>>>>>

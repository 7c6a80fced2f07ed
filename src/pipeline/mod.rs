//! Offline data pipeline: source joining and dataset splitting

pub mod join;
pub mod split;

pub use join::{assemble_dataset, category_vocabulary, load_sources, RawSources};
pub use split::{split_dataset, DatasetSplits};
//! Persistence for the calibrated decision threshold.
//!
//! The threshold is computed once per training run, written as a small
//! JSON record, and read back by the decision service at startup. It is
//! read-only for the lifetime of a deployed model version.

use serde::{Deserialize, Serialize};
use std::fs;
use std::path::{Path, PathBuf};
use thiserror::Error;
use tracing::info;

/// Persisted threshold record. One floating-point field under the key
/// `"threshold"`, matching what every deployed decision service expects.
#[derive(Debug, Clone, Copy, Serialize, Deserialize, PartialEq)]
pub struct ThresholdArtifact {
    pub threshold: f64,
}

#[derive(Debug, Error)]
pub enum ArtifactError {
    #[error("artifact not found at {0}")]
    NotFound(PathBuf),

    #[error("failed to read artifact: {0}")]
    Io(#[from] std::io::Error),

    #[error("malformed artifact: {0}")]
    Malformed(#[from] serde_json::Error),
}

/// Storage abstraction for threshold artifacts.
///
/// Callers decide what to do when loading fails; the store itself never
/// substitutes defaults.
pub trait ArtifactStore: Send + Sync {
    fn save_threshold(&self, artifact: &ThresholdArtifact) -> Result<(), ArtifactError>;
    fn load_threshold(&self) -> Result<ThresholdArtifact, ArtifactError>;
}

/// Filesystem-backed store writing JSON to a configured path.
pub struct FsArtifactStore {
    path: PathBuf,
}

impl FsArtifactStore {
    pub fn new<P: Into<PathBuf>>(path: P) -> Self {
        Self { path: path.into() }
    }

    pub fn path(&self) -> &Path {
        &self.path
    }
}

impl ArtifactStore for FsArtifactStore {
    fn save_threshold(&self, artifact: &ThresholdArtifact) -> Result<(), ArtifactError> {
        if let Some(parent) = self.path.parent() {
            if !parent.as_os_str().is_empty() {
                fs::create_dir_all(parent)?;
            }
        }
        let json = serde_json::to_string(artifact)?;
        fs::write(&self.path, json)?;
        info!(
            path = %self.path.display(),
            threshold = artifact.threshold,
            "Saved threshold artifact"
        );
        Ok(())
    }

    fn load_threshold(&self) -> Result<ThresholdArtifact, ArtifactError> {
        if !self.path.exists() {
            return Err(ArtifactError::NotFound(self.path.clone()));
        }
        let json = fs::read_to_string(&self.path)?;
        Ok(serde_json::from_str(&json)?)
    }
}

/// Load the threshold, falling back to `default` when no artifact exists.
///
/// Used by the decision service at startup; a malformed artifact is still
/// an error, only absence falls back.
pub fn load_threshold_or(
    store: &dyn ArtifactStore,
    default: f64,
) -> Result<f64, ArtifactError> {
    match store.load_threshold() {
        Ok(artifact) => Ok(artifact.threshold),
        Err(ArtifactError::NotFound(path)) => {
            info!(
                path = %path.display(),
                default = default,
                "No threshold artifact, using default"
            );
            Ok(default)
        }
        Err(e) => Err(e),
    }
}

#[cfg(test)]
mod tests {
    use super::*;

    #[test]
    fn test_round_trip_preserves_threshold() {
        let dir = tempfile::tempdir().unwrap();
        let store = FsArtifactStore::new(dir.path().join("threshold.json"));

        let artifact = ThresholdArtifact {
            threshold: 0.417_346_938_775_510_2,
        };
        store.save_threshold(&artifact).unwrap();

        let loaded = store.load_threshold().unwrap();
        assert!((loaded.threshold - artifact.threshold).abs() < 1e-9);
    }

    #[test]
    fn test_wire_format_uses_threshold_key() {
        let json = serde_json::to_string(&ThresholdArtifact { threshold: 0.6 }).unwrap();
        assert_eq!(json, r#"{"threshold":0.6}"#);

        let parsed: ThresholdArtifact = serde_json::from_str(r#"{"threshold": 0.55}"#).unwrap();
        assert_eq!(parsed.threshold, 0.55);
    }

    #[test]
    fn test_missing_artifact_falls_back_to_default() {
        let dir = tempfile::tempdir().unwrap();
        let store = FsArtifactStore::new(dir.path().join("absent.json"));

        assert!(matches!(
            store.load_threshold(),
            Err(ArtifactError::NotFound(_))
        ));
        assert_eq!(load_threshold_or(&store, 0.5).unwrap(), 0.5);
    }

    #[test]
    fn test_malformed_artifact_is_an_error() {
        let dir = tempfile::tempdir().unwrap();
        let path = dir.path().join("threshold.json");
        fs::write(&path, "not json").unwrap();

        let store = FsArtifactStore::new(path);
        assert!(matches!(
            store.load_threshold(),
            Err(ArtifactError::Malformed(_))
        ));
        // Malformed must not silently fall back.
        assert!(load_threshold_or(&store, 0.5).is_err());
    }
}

<<<<<
>>>>>

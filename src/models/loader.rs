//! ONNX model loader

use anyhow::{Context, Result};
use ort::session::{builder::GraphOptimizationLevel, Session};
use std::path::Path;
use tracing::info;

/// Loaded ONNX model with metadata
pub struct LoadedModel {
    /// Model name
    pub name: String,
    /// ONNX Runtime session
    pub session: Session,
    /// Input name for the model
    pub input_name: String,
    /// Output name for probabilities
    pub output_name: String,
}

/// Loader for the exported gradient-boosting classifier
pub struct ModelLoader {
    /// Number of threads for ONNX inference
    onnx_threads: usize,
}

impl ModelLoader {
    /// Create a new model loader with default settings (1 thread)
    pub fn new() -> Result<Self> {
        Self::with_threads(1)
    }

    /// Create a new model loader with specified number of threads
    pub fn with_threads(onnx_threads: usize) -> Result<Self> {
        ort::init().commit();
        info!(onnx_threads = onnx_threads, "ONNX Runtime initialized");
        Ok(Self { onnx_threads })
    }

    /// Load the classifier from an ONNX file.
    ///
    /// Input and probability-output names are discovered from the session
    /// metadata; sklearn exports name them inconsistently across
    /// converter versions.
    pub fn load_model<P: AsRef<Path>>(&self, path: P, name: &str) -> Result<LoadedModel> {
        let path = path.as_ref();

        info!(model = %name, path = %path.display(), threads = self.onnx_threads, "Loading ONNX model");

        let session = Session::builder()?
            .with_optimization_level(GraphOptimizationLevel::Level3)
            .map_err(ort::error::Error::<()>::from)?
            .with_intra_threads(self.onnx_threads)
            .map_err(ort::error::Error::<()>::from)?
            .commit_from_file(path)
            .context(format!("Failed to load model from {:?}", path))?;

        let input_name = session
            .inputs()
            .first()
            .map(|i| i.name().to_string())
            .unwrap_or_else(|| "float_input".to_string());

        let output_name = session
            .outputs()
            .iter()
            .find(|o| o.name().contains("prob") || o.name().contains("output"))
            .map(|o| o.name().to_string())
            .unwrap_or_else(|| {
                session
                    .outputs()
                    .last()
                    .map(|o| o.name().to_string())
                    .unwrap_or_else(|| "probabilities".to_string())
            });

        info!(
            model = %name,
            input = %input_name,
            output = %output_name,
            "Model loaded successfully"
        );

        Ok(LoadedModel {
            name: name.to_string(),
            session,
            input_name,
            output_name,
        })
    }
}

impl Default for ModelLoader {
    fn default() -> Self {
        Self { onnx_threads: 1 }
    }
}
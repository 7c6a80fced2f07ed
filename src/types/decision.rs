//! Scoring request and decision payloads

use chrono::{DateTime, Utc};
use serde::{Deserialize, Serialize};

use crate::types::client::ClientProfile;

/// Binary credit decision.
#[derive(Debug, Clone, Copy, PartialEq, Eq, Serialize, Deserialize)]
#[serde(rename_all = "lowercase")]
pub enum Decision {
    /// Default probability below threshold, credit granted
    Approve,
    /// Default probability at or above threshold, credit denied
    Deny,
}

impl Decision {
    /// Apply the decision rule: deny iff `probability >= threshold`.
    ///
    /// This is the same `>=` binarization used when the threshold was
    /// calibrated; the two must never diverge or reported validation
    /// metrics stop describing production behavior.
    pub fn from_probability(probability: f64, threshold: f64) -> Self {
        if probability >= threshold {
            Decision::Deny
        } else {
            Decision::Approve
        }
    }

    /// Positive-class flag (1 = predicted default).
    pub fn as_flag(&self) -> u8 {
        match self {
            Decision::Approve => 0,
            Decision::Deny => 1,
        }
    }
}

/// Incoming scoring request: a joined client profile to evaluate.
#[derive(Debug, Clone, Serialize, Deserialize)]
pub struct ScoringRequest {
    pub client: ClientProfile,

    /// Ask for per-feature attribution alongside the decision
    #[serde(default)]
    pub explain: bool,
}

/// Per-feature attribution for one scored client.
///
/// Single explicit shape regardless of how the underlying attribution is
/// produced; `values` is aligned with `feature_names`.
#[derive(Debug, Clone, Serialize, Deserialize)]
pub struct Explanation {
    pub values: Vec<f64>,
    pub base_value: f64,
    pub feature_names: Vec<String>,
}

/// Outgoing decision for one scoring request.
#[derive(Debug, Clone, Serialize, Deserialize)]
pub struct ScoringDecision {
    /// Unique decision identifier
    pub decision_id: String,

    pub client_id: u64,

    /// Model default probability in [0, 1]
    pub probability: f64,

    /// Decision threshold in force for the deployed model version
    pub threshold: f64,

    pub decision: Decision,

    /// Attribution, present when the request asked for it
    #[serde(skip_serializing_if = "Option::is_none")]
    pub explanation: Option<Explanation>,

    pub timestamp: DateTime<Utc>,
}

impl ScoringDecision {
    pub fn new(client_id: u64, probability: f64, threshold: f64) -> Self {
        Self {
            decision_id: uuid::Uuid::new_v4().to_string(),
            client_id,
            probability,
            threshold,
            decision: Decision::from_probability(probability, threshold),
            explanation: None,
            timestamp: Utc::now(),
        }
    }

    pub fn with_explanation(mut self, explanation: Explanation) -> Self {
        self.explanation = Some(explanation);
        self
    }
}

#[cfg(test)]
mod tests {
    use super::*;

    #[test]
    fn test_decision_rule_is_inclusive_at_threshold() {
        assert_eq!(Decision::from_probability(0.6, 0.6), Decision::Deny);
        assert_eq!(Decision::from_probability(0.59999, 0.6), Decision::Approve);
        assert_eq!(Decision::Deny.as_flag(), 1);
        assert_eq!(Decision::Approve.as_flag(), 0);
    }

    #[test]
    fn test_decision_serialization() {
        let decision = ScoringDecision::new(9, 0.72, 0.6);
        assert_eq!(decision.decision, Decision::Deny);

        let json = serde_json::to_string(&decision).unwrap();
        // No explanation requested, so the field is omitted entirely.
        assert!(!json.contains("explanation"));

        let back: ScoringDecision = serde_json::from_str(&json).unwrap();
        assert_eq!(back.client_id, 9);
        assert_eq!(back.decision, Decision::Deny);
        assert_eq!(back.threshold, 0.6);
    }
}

<<<<<

**WHAT THIS TASK INVOLVES**: A complete answer lists each line of the data that holds the word "must".

**EXERCISE RESPONSE**:
        // Malformed must not silently fall back.
    /// calibrated; the two must never diverge or reported validation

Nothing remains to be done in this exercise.